● **TASK BRIEF**: Every line of the entries below from the one containing "pub struct RecordingSink" to the one containing "fn set_viewports(&mut self, viewports: &[Viewport])", both ends included, must be written out exactly. No other line belongs in the answer.

● **Dataset entries**:
►

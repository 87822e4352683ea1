// Copyright 2025 eraflo
//
// Licensed under the Apache License, Version 2.0 (the "License");
// you may not use this file except in compliance with the License.
// You may obtain a copy of the License at
//
//     http://www.apache.org/licenses/LICENSE-2.0
//
// Unless required by applicable law or agreed to in writing, software
// distributed under the License is distributed on an "AS IS" BASIS,
// WITHOUT WARRANTIES OR CONDITIONS OF ANY KIND, either express or implied.
// See the License for the specific language governing permissions and
// limitations under the License.

//! A [`CommandSink`] that records every call instead of talking to a GPU.

use kiln_core::math::LinearRgba;
use kiln_core::renderer::{
    BufferBinding, CommandSink, IndexBufferBinding, InputLayoutId, PipelineStateId,
    PrimitiveTopology, RenderTarget, SamplerId, TextureId, VertexBufferBinding, Viewport,
};
use std::ops::Range;

/// One call received by a [`RecordingSink`].
#[derive(Debug, Clone, PartialEq)]
pub enum DeviceOp {
    /// `set_render_target`
    SetRenderTarget(RenderTarget),
    /// `set_screen_render_target`
    SetScreenRenderTarget,
    /// `set_render_targets`
    SetRenderTargets {
        /// Color targets.
        color: Vec<RenderTarget>,
        /// Depth target.
        depth: Option<RenderTarget>,
    },
    /// `set_viewports`
    SetViewports(Vec<Viewport>),
    /// `clear_color`
    ClearColor(LinearRgba),
    /// `clear_depth`
    ClearDepth(f32),
    /// `bind_vertex_buffers`
    BindVertexBuffers {
        /// Input layout.
        layout: InputLayoutId,
        /// Bound buffers.
        buffers: Vec<VertexBufferBinding>,
    },
    /// `bind_constant_buffers`
    BindConstantBuffers(Vec<BufferBinding>),
    /// `bind_textures`
    BindTextures {
        /// Bound textures.
        textures: Vec<TextureId>,
        /// Their samplers.
        samplers: Vec<SamplerId>,
    },
    /// `set_pipeline_state`
    SetPipelineState(PipelineStateId),
    /// `set_stencil_reference`
    SetStencilReference(u32),
    /// `draw`
    Draw {
        /// Topology.
        primitive: PrimitiveTopology,
        /// Vertex range.
        vertices: Range<u32>,
        /// Instance range.
        instances: Range<u32>,
    },
    /// `draw_indexed`
    DrawIndexed {
        /// Topology.
        primitive: PrimitiveTopology,
        /// Index source.
        index_buffer: IndexBufferBinding,
        /// Base vertex.
        base_vertex: i32,
        /// Index range.
        indices: Range<u32>,
        /// Instance range.
        instances: Range<u32>,
    },
    /// `draw_procedural`
    DrawProcedural {
        /// Topology.
        primitive: PrimitiveTopology,
        /// Generated vertices.
        vertex_count: u32,
        /// Instance range.
        instances: Range<u32>,
    },
}

impl DeviceOp {
    /// `true` for the draw calls.
    pub fn is_draw(&self) -> bool {
        matches!(
            self,
            DeviceOp::Draw { .. } | DeviceOp::DrawIndexed { .. } | DeviceOp::DrawProcedural { .. }
        )
    }
}

/// Captures the calls of a replay, in order.
#[derive(Debug, Default, Clone)]
pub struct RecordingSink {
    ops: Vec<DeviceOp>,
}

impl RecordingSink {
    /// Creates an empty recorder.
    pub fn new() -> Self {
        Self::default()
    }

    /// Calls received so far.
    pub fn ops(&self) -> &[DeviceOp] {
        &self.ops
    }

    /// Takes the recorded calls, leaving the recorder empty.
    pub fn take(&mut self) -> Vec<DeviceOp> {
        std::mem::take(&mut self.ops)
    }

    /// Number of draw calls received.
    pub fn draw_count(&self) -> usize {
        self.ops.iter().filter(|op| op.is_draw()).count()
    }

    /// Forgets every recorded call.
    pub fn clear(&mut self) {
        self.ops.clear();
    }
}

impl CommandSink for RecordingSink {
    fn set_render_target(&mut self, target: RenderTarget) {
        self.ops.push(DeviceOp::SetRenderTarget(target));
    }

    fn set_screen_render_target(&mut self) {
        self.ops.push(DeviceOp::SetScreenRenderTarget);
    }

    fn set_render_targets(&mut self, color: &[RenderTarget], depth: Option<RenderTarget>) {
        self.ops.push(DeviceOp::SetRenderTargets {
            color: color.to_vec(),
            depth,
        });
    }

    fn set_viewports(&mut self, viewports: &[Viewport]) {
        self.ops.push(DeviceOp::SetViewports(viewports.to_vec()));
    }

    fn clear_color(&mut self, color: LinearRgba) {
        self.ops.push(DeviceOp::ClearColor(color));
    }

    fn clear_depth(&mut self, depth: f32) {
        self.ops.push(DeviceOp::ClearDepth(depth));
    }

    fn bind_vertex_buffers(&mut self, layout: InputLayoutId, buffers: &[VertexBufferBinding]) {
        self.ops.push(DeviceOp::BindVertexBuffers {
            layout,
            buffers: buffers.to_vec(),
        });
    }

    fn bind_constant_buffers(&mut self, buffers: &[BufferBinding]) {
        self.ops.push(DeviceOp::BindConstantBuffers(buffers.to_vec()));
    }

    fn bind_textures(&mut self, textures: &[TextureId], samplers: &[SamplerId]) {
        self.ops.push(DeviceOp::BindTextures {
            textures: textures.to_vec(),
            samplers: samplers.to_vec(),
        });
    }

    fn set_pipeline_state(&mut self, state: PipelineStateId) {
        self.ops.push(DeviceOp::SetPipelineState(state));
    }

    fn set_stencil_reference(&mut self, reference: u32) {
        self.ops.push(DeviceOp::SetStencilReference(reference));
    }

    fn draw(&mut self, primitive: PrimitiveTopology, vertices: Range<u32>, instances: Range<u32>) {
        self.ops.push(DeviceOp::Draw {
            primitive,
            vertices,
            instances,
        });
    }

    fn draw_indexed(
        &mut self,
        primitive: PrimitiveTopology,
        index_buffer: IndexBufferBinding,
        base_vertex: i32,
        indices: Range<u32>,
        instances: Range<u32>,
    ) {
        self.ops.push(DeviceOp::DrawIndexed {
            primitive,
            index_buffer,
            base_vertex,
            indices,
            instances,
        });
    }

    fn draw_procedural(
        &mut self,
        primitive: PrimitiveTopology,
        vertex_count: u32,
        instances: Range<u32>,
    ) {
        self.ops.push(DeviceOp::DrawProcedural {
            primitive,
            vertex_count,
            instances,
        });
    }
}
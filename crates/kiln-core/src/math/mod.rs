// Copyright 2025 eraflo
//
// Licensed under the Apache License, Version 2.0 (the "License");
// you may not use this file except in compliance with the License.
// You may obtain a copy of the License at
//
//     http://www.apache.org/licenses/LICENSE-2.0
//
// Unless required by applicable law or agreed to in writing, software
// distributed under the License is distributed on an "AS IS" BASIS,
// WITHOUT WARRANTIES OR CONDITIONS OF ANY KIND, either express or implied.
// See the License for the specific language governing permissions and
// limitations under the License.

//! Minimal math types needed by the rendering contracts.

pub mod color;

pub use self::color::LinearRgba;
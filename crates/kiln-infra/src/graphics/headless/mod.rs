// Copyright 2025 eraflo
//
// Licensed under the Apache License, Version 2.0 (the "License");
// you may not use this file except in compliance with the License.
// You may obtain a copy of the License at
//
//     http://www.apache.org/licenses/LICENSE-2.0
//
// Unless required by applicable law or agreed to in writing, software
// distributed under the License is distributed on an "AS IS" BASIS,
// WITHOUT WARRANTIES OR CONDITIONS OF ANY KIND, either express or implied.
// See the License for the specific language governing permissions and
// limitations under the License.

//! Headless backend: host memory, a simulated GPU timeline and a recording sink.

mod device;
mod sink;

pub use self::device::{HeadlessDevice, HeadlessSettings, HeadlessStats};
pub use self::sink::{DeviceOp, RecordingSink};
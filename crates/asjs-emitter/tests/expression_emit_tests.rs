//! Expression emission tests: type operator rewrites, `super` lowering,
//! parameter materialization, and sub-emission capture.

use asjs_ast::{BinaryOp, FunctionNode, Node, ParameterNode, UnaryOp};
use asjs_common::{ProblemSeverity, ProblemSink};
use asjs_emitter::JsEmitter;

fn emit_expression(node: &Node) -> String {
    let problems = ProblemSink::new();
    let mut emitter = JsEmitter::new(&problems);
    emitter.set_type_scope("app.Test", None);
    emitter.emit(node);
    emitter.ctx.take_output()
}

#[test]
fn is_operator_becomes_runtime_call() {
    let node = Node::binary(
        Node::id("x"),
        BinaryOp::Is,
        Node::prop(Node::id("controls"), "Widget"),
    );
    let output = emit_expression(&node);

    assert_eq!(output, "as3.is(x, controls.Widget)");
    assert!(!output.contains(" is "));
}

#[test]
fn as_operator_becomes_runtime_call() {
    let node = Node::binary(
        Node::id("x"),
        BinaryOp::As,
        Node::prop(Node::id("controls"), "Widget"),
    );
    let output = emit_expression(&node);

    assert_eq!(output, "as3.as(x, controls.Widget)");
    assert!(!output.contains(" as "));
}

#[test]
fn type_operators_nest_inside_larger_expressions() {
    let node = Node::Ternary {
        condition: Box::new(Node::binary(
            Node::id("v"),
            BinaryOp::Is,
            Node::id("Sprite"),
        )),
        when_true: Box::new(Node::binary(Node::id("v"), BinaryOp::As, Node::id("Sprite"))),
        when_false: Box::new(Node::null()),
    };

    assert_eq!(
        emit_expression(&node),
        "as3.is(v, Sprite) ? as3.as(v, Sprite) : null"
    );
}

#[test]
fn super_method_call_goes_through_the_prototype() {
    let problems = ProblemSink::new();
    let mut emitter = JsEmitter::new(&problems);
    emitter.set_type_scope("app.Child", Some("support.Base"));

    let node = Node::call(
        Node::prop(Node::super_(), "update"),
        vec![Node::id("delta")],
    );
    emitter.emit(&node);

    assert_eq!(
        emitter.ctx.take_output(),
        "support.Base.prototype.update.call(this, delta)"
    );
    assert!(problems.is_empty());
}

#[test]
fn super_member_access_goes_through_the_prototype() {
    let problems = ProblemSink::new();
    let mut emitter = JsEmitter::new(&problems);
    emitter.set_type_scope("app.Child", Some("support.Base"));

    emitter.emit(&Node::prop(Node::super_(), "label"));

    assert_eq!(emitter.ctx.take_output(), "support.Base.prototype.label");
}

#[test]
fn super_call_without_superclass_records_an_error() {
    let problems = ProblemSink::new();
    let mut emitter = JsEmitter::new(&problems);
    emitter.set_type_scope("app.Orphan", None);

    emitter.emit(&Node::call(Node::super_(), vec![]));

    assert_eq!(emitter.ctx.take_output(), "");
    let recorded = problems.collect();
    assert_eq!(recorded.len(), 1);
    assert_eq!(recorded[0].severity, ProblemSeverity::Error);
}

#[test]
fn namespace_access_degrades_to_the_bare_name() {
    let problems = ProblemSink::new();
    let mut emitter = JsEmitter::new(&problems);
    emitter.set_type_scope("app.Test", None);

    emitter.emit(&Node::NamespaceAccess {
        namespace: Box::new(Node::id("mx_internal")),
        name: Box::new(Node::id("secret")),
    });

    assert_eq!(emitter.ctx.take_output(), "secret");
    let recorded = problems.collect();
    assert_eq!(recorded.len(), 1);
    assert_eq!(recorded[0].severity, ProblemSeverity::Warning);
}

#[test]
fn typed_collection_erases_to_array() {
    let node = Node::new_call(
        Node::TypedExpression {
            collection: Box::new(Node::id("Vector")),
            type_name: "String".into(),
        },
        vec![],
    );

    assert_eq!(emit_expression(&node), "new Array()");
}

#[test]
fn stringify_leaves_the_outer_stream_untouched() {
    let problems = ProblemSink::new();
    let mut emitter = JsEmitter::new(&problems);
    emitter.set_type_scope("app.Test", None);

    emitter.ctx.write("before");
    let captured = emitter.stringify(&Node::binary(
        Node::id("a"),
        BinaryOp::Add,
        Node::number("1"),
    ));
    emitter.ctx.write("after");

    assert_eq!(captured, "a + 1");
    assert_eq!(emitter.ctx.take_output(), "beforeafter");
}

#[test]
fn stringify_matches_direct_emission() {
    let node = Node::call(
        Node::prop(Node::this(), "lookup"),
        vec![Node::string("key"), Node::number("2")],
    );

    let problems = ProblemSink::new();
    let mut emitter = JsEmitter::new(&problems);
    emitter.set_type_scope("app.Test", None);
    let captured = emitter.stringify(&node);

    assert_eq!(captured, emit_expression(&node));
    assert_eq!(captured, "this.lookup(\"key\", 2)");
}

#[test]
fn default_parameter_materializes_as_an_arity_guard() {
    let method = FunctionNode::new("configure").with_parameters(vec![
        ParameterNode::new("host", "String"),
        ParameterNode::new("port", "int").with_default(Node::number("8080")),
    ]);

    let problems = ProblemSink::new();
    let mut emitter = JsEmitter::new(&problems);
    emitter.set_type_scope("app.Server", None);
    emitter.emit_method(&method);

    assert_eq!(
        emitter.ctx.take_output(),
        "app.Server.prototype.configure = function(host, port) {\n\
         \tif (arguments.length < 2) {\n\
         \t\tport = 8080;\n\
         \t}\n\
         }"
    );
}

#[test]
fn rest_parameter_slices_the_arguments_object() {
    let method = FunctionNode::new("log").with_parameters(vec![
        ParameterNode::new("tag", "String"),
        ParameterNode::rest("extras"),
    ]);

    let problems = ProblemSink::new();
    let mut emitter = JsEmitter::new(&problems);
    emitter.set_type_scope("app.Logger", None);
    emitter.emit_method(&method);

    assert_eq!(
        emitter.ctx.take_output(),
        "app.Logger.prototype.log = function(tag) {\n\
         \tvar extras = Array.prototype.slice.call(arguments, 1);\n\
         }"
    );
}

#[test]
fn keyword_unary_operators_keep_a_separating_space() {
    let typeof_node = Node::Unary {
        op: UnaryOp::Typeof,
        operand: Box::new(Node::id("value")),
    };
    assert_eq!(emit_expression(&typeof_node), "typeof value");

    let delete_node = Node::Unary {
        op: UnaryOp::Delete,
        operand: Box::new(Node::prop(Node::id("cache"), "entry")),
    };
    assert_eq!(emit_expression(&delete_node), "delete cache.entry");

    let postfix = Node::Unary {
        op: UnaryOp::PostDecrement,
        operand: Box::new(Node::id("n")),
    };
    assert_eq!(emit_expression(&postfix), "n--");
}

#[test]
fn object_literal_pairs_are_unspaced() {
    let node = Node::ObjectLiteral(vec![
        Node::ObjectLiteralValuePair {
            name: Box::new(Node::id("a")),
            value: Box::new(Node::number("1")),
        },
        Node::ObjectLiteralValuePair {
            name: Box::new(Node::id("b")),
            value: Box::new(Node::string("two")),
        },
    ]);

    assert_eq!(emit_expression(&node), "{a:1, b:\"two\"}");
    assert_eq!(emit_expression(&Node::ObjectLiteral(vec![])), "{}");
}

#[test]
fn function_object_in_a_var_statement() {
    let function = FunctionNode::new("")
        .with_parameters(vec![ParameterNode::new("event", "Event")])
        .with_body(vec![Node::call(
            Node::prop(Node::this(), "handle"),
            vec![Node::id("event")],
        )]);
    let node = Node::var(
        "handler",
        "Function",
        Some(Node::FunctionObject(Box::new(function))),
    );

    let problems = ProblemSink::new();
    let mut emitter = JsEmitter::new(&problems);
    emitter.set_type_scope("app.Test", None);
    emitter.emit_statement(&node);

    assert_eq!(
        emitter.ctx.take_output(),
        "var handler = function(event) {\n\tthis.handle(event);\n};\n"
    );
}

#[test]
fn void_language_identifier_and_rest_alias() {
    assert_eq!(
        emit_expression(&Node::LanguageIdentifier(asjs_ast::LanguageId::Void)),
        "void 0"
    );
    assert_eq!(
        emit_expression(&Node::LanguageIdentifier(asjs_ast::LanguageId::Rest)),
        "arguments"
    );
}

◄

● **SOLUTION FOR THIS EXERCISE**:
pub struct RecordingSink {
    ops: Vec<DeviceOp>,
}

impl RecordingSink {
    /// Creates an empty recorder.
    pub fn new() -> Self {
        Self::default()
    }

    /// Calls received so far.
    pub fn ops(&self) -> &[DeviceOp] {
        &self.ops
    }

    /// Takes the recorded calls, leaving the recorder empty.
    pub fn take(&mut self) -> Vec<DeviceOp> {
        std::mem::take(&mut self.ops)
    }

    /// Number of draw calls received.
    pub fn draw_count(&self) -> usize {
        self.ops.iter().filter(|op| op.is_draw()).count()
    }

    /// Forgets every recorded call.
    pub fn clear(&mut self) {
        self.ops.clear();
    }
}

impl CommandSink for RecordingSink {
    fn set_render_target(&mut self, target: RenderTarget) {
        self.ops.push(DeviceOp::SetRenderTarget(target));
    }

    fn set_screen_render_target(&mut self) {
        self.ops.push(DeviceOp::SetScreenRenderTarget);
    }

    fn set_render_targets(&mut self, color: &[RenderTarget], depth: Option<RenderTarget>) {
        self.ops.push(DeviceOp::SetRenderTargets {
            color: color.to_vec(),
            depth,
        });
    }

    fn set_viewports(&mut self, viewports: &[Viewport]) {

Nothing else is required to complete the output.